However, GUOSHENG teaches: includes, in a model, a plurality of embedding vectors in which features of the plurality of targets are respectively embedded (GUOSHENG [pg. 2707, Fig. 2] teaches: "The 512D feature following average pooling provides our representation for clustering and portfolio construction." GUOSHENG [pg. 2707, section 2.1 Deep Feature Learning with CAEs] teaches: "[...] this single 512D vector encodes the 20-day 4-channel price history of the stock, and will provide the representation for further processing [...]". GUOSHENG [pg. 2708, section 3.1 Dataset and Settings] teaches: "We use all the stocks in FTSE 100 from 4th Jan 2000 to 14th May 2017." Examiner's note: under BRI, "a plurality of embedding vectors in which features of the plurality of targets are respectively embedded" can be interpreted as the 512D feature for representing one stock for each of the stocks used during processing. Furthermore, “a model” can be interpreted as the CAE that encodes the stocks as embedded representations.)

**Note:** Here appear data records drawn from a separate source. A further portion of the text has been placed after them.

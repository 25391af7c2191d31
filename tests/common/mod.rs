// 集成测试公共模块
//
// 提供一个仅用于测试的二进制属性列表编码器，以及构建 webarchive 的辅助函数，
// 使测试可以在内存中生成归档文件。

#![allow(dead_code)]

/// A property list value to encode
#[derive(Clone, Debug)]
pub enum Node {
    Bool(bool),
    Int(i64),
    Text(String),
    Data(Vec<u8>),
    Array(Vec<Node>),
    Dict(Vec<(String, Node)>),
}

/// Serializes `root` as a `bplist00` container
///
/// Objects are written depth-first with 4-byte offsets and 2-byte references.
pub fn encode(root: &Node) -> Vec<u8> {
    let mut objects: Vec<Vec<u8>> = vec![];
    flatten(root, &mut objects);

    let mut data = b"bplist00".to_vec();
    let mut offsets = vec![];
    for object in &objects {
        offsets.push(data.len() as u32);
        data.extend_from_slice(object);
    }

    let offset_table_start = data.len() as u64;
    for offset in offsets {
        data.extend_from_slice(&offset.to_be_bytes());
    }

    data.extend_from_slice(&[0; 6]);
    data.push(4);
    data.push(2);
    data.extend_from_slice(&(objects.len() as u64).to_be_bytes());
    data.extend_from_slice(&0u64.to_be_bytes());
    data.extend_from_slice(&offset_table_start.to_be_bytes());
    data
}

fn flatten(node: &Node, objects: &mut Vec<Vec<u8>>) -> u16 {
    let index = objects.len();
    objects.push(vec![]);

    let bytes = match node {
        Node::Bool(value) => vec![if *value { 0x09 } else { 0x08 }],
        Node::Int(value) => {
            let mut bytes = vec![0x13];
            bytes.extend_from_slice(&value.to_be_bytes());
            bytes
        }
        Node::Text(text) if text.is_ascii() => {
            let mut bytes = sized_marker(0x5, text.len());
            bytes.extend_from_slice(text.as_bytes());
            bytes
        }
        Node::Text(text) => {
            let units: Vec<u16> = text.encode_utf16().collect();
            let mut bytes = sized_marker(0x6, units.len());
            for unit in units {
                bytes.extend_from_slice(&unit.to_be_bytes());
            }
            bytes
        }
        Node::Data(data) => {
            let mut bytes = sized_marker(0x4, data.len());
            bytes.extend_from_slice(data);
            bytes
        }
        Node::Array(items) => {
            let refs: Vec<u16> = items.iter().map(|item| flatten(item, objects)).collect();
            let mut bytes = sized_marker(0xA, refs.len());
            for reference in refs {
                bytes.extend_from_slice(&reference.to_be_bytes());
            }
            bytes
        }
        Node::Dict(entries) => {
            let key_refs: Vec<u16> = entries
                .iter()
                .map(|(key, _)| flatten(&Node::Text(key.clone()), objects))
                .collect();
            let value_refs: Vec<u16> = entries
                .iter()
                .map(|(_, value)| flatten(value, objects))
                .collect();
            let mut bytes = sized_marker(0xD, entries.len());
            for reference in key_refs.into_iter().chain(value_refs) {
                bytes.extend_from_slice(&reference.to_be_bytes());
            }
            bytes
        }
    };

    objects[index] = bytes;
    index as u16
}

fn sized_marker(kind: u8, len: usize) -> Vec<u8> {
    if len < 15 {
        vec![(kind << 4) | len as u8]
    } else {
        let mut bytes = vec![(kind << 4) | 0x0F, 0x12];
        bytes.extend_from_slice(&(len as u32).to_be_bytes());
        bytes
    }
}

pub fn text(value: &str) -> Node {
    Node::Text(value.to_string())
}

/// A `WebResource` dictionary
pub fn resource(url: &str, mime_type: &str, encoding: Option<&str>, data: &[u8]) -> Node {
    let mut entries = vec![
        ("WebResourceURL".to_string(), text(url)),
        ("WebResourceMIMEType".to_string(), text(mime_type)),
        ("WebResourceData".to_string(), Node::Data(data.to_vec())),
    ];
    if let Some(encoding) = encoding {
        entries.push(("WebResourceTextEncodingName".to_string(), text(encoding)));
    }
    Node::Dict(entries)
}

pub fn html_resource(url: &str, html: &str) -> Node {
    resource(url, "text/html", Some("UTF-8"), html.as_bytes())
}

pub fn css_resource(url: &str, css: &str) -> Node {
    resource(url, "text/css", Some("utf-8"), css.as_bytes())
}

pub fn image_resource(url: &str, data: &[u8]) -> Node {
    resource(url, "image/png", None, data)
}

/// A `WebArchive` dictionary
pub fn archive(main: Node, subresources: Vec<Node>, subframes: Vec<Node>) -> Node {
    let mut entries = vec![("WebMainResource".to_string(), main)];
    if !subresources.is_empty() {
        entries.push(("WebSubresources".to_string(), Node::Array(subresources)));
    }
    if !subframes.is_empty() {
        entries.push(("WebSubframeArchives".to_string(), Node::Array(subframes)));
    }
    Node::Dict(entries)
}

pub const PNG_BYTES: &[u8] = b"\x89PNG\x0D\x0A\x1A\x0A\x00\x00\x00\x0DIHDR";

/// Page with a stylesheet, an image and one subframe
pub fn sample_archive() -> Node {
    let frame = archive(
        html_resource(
            "https://example.com/frame.html",
            "<html><body><img src=\"logo.png\"><img src=\"frame-only.png\"></body></html>",
        ),
        vec![image_resource("https://example.com/frame-only.png", b"frame image")],
        vec![],
    );

    archive(
        html_resource(
            "https://example.com/index.html",
            "<!DOCTYPE html>\n<html><head><link rel=stylesheet href=\"style.css\"></head>\n<body>\n<img src='logo.png' alt=\"\">\n<iframe seamless src=\"https://example.com/frame.html\"></iframe>\n<a href=\"https://other.example.org/\">out</a>\n</body></html>\n",
        ),
        vec![
            css_resource(
                "https://example.com/style.css",
                "body { background: url(logo.png) }",
            ),
            image_resource("https://example.com/logo.png", PNG_BYTES),
        ],
        vec![frame],
    )
}

pub fn sample_archive_bytes() -> Vec<u8> {
    encode(&sample_archive())
}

computing, based on similarities between the plurality of embedding vectors included in the trained model, a semantic similarity matrix between pairs of targets in the plurality of targets; (GUOSHENG [pg. 2706, section 1 Introduction] teaches: "To solve the aforementioned problems, we propose to use deep learning (DL) features for stock similarity measurement instead of raw time series." GUOSHENG [pg. 2707, section 2.1 Convolutional Autoencoder] teaches: "THUs this single 512D vector encodes the 20-day 4-channel price history of the stock, and will provide the representation for further processing (clustering and portfolio construction)." GUOSHENG [pg. 2708, section 2.2 Clustering] teaches: "We next aim to provide a clustering method for diversified – and hence low risk – portfolio selection. [...] To solve these problems, we introduce the network modularity method [18] to find the cluster structure of the stocks, where each stock is set as one node and the link between each pair of stocks is set as the cosine similarity calculated by our learned CAE features.” GUOSHENG [pg. 2708, section 3.2 Quantitative Results] teaches: “This illustrates the efficacy of our CAE and learned feature for capturing semantic information about stocks.” Examiner's note: under BRI, "a semantic similarity matrix" can be interpreted as the calculated cosine similarity for each pair of stocks, which results in a plurality of cosine similarity values as the links for each pair of stocks. All of the cosine similarity values linking the pairs of stocks constitute a matrix of cosine similarities capturing semantic information learned by CAE features. The pairs of stocks are represented as the 512D vector which contains encoded historical information of the stock.)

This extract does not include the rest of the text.